Collected data

----

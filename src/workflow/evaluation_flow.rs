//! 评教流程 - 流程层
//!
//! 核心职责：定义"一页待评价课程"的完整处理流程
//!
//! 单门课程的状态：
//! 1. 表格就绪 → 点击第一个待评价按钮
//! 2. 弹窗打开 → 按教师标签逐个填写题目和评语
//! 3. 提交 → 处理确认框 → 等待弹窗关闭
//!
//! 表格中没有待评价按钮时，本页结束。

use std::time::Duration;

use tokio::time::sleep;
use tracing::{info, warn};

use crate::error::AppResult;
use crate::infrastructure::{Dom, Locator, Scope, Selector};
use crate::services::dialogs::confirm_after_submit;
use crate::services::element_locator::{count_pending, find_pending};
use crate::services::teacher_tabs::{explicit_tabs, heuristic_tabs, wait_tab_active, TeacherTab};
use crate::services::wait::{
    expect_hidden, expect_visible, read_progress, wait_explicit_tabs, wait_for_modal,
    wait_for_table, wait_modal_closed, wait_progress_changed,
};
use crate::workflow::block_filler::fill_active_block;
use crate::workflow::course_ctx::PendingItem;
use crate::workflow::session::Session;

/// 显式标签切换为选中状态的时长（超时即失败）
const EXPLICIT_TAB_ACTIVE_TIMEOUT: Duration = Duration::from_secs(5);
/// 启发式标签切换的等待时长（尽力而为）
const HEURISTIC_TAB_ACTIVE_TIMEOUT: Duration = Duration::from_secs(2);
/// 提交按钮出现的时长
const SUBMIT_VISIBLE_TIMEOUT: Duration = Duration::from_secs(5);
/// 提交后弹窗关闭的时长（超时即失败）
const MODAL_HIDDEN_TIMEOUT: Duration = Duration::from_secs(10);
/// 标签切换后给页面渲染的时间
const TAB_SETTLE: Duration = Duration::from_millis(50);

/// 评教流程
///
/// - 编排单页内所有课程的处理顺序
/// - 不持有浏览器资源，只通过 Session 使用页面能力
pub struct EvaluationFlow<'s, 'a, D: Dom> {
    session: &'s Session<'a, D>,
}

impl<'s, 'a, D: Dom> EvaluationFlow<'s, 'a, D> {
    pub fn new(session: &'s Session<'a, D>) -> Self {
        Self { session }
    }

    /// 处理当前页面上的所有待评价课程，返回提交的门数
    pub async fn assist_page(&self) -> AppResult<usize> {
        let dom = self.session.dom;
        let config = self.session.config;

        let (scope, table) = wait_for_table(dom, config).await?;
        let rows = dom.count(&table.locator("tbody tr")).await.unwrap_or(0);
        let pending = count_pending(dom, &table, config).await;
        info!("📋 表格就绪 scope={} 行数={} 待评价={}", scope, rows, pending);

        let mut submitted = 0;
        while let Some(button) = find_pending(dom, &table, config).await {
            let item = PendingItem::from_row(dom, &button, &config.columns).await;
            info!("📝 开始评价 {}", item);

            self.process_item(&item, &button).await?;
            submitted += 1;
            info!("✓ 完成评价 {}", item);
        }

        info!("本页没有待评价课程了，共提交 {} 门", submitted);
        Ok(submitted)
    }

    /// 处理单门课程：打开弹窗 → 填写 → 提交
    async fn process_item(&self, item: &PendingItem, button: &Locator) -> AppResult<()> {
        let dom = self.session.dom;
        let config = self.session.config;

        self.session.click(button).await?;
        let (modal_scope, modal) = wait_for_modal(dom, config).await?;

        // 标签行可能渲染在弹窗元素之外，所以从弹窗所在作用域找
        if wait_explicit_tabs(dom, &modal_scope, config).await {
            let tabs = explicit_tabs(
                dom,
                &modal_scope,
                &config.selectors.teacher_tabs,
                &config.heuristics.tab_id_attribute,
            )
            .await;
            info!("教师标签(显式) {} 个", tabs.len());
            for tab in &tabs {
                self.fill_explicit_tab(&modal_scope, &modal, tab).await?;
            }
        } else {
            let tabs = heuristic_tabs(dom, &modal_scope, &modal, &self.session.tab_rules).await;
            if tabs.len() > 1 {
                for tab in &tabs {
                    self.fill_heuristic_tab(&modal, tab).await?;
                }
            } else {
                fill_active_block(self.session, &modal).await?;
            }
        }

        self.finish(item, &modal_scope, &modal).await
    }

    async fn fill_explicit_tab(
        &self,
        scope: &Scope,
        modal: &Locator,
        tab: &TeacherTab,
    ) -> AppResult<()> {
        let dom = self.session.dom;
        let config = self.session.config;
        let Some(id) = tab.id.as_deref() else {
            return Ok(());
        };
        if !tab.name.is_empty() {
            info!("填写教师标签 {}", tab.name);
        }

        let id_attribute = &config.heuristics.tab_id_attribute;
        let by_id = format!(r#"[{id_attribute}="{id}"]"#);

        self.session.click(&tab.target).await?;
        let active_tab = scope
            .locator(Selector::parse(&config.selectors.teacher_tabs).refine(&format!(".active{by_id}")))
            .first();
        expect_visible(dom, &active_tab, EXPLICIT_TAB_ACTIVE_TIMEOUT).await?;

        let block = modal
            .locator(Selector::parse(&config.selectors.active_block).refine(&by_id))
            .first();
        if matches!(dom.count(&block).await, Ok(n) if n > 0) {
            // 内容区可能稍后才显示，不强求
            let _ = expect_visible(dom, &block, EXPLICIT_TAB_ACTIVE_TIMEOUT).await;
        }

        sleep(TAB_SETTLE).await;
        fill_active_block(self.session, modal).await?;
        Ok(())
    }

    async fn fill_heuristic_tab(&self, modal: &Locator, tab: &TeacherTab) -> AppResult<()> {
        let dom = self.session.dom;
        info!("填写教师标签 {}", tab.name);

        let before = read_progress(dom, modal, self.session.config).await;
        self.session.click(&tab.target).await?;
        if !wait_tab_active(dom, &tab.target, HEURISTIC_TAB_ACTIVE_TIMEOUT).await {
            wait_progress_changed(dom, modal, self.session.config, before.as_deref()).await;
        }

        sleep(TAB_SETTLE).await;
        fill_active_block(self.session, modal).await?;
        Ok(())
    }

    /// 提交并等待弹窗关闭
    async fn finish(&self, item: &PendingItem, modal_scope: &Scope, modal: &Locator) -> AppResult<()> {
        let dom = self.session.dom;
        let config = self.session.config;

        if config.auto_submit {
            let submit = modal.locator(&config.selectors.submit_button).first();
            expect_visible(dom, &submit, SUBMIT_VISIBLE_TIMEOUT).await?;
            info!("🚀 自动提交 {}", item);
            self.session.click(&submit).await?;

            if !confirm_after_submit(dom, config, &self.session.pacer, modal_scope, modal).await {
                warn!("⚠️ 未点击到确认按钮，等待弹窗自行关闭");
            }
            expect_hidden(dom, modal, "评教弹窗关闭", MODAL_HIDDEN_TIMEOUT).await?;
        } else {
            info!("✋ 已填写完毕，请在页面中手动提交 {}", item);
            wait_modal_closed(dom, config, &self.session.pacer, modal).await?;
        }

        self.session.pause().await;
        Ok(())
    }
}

----

Quote exactly the first line of the data and every line after it through the one holding "impl<'s, 'a, D: Dom>".

Your solution:
filename src/workflow/evaluation_flow.rs
//! 评教流程 - 流程层
//!
//! 核心职责：定义"一页待评价课程"的完整处理流程
//!
//! 单门课程的状态：
//! 1. 表格就绪 → 点击第一个待评价按钮
//! 2. 弹窗打开 → 按教师标签逐个填写题目和评语
//! 3. 提交 → 处理确认框 → 等待弹窗关闭
//!
//! 表格中没有待评价按钮时，本页结束。

use std::time::Duration;

use tokio::time::sleep;
use tracing::{info, warn};

use crate::error::AppResult;
use crate::infrastructure::{Dom, Locator, Scope, Selector};
use crate::services::dialogs::confirm_after_submit;
use crate::services::element_locator::{count_pending, find_pending};
use crate::services::teacher_tabs::{explicit_tabs, heuristic_tabs, wait_tab_active, TeacherTab};
use crate::services::wait::{
    expect_hidden, expect_visible, read_progress, wait_explicit_tabs, wait_for_modal,
    wait_for_table, wait_modal_closed, wait_progress_changed,
};
use crate::workflow::block_filler::fill_active_block;
use crate::workflow::course_ctx::PendingItem;
use crate::workflow::session::Session;

/// 显式标签切换为选中状态的时长（超时即失败）
const EXPLICIT_TAB_ACTIVE_TIMEOUT: Duration = Duration::from_secs(5);
/// 启发式标签切换的等待时长（尽力而为）
const HEURISTIC_TAB_ACTIVE_TIMEOUT: Duration = Duration::from_secs(2);
/// 提交按钮出现的时长
const SUBMIT_VISIBLE_TIMEOUT: Duration = Duration::from_secs(5);
/// 提交后弹窗关闭的时长（超时即失败）
const MODAL_HIDDEN_TIMEOUT: Duration = Duration::from_secs(10);
/// 标签切换后给页面渲染的时间
const TAB_SETTLE: Duration = Duration::from_millis(50);

/// 评教流程
///
/// - 编排单页内所有课程的处理顺序
/// - 不持有浏览器资源，只通过 Session 使用页面能力
pub struct EvaluationFlow<'s, 'a, D: Dom> {
    session: &'s Session<'a, D>,
}

impl<'s, 'a, D: Dom> EvaluationFlow<'s, 'a, D> {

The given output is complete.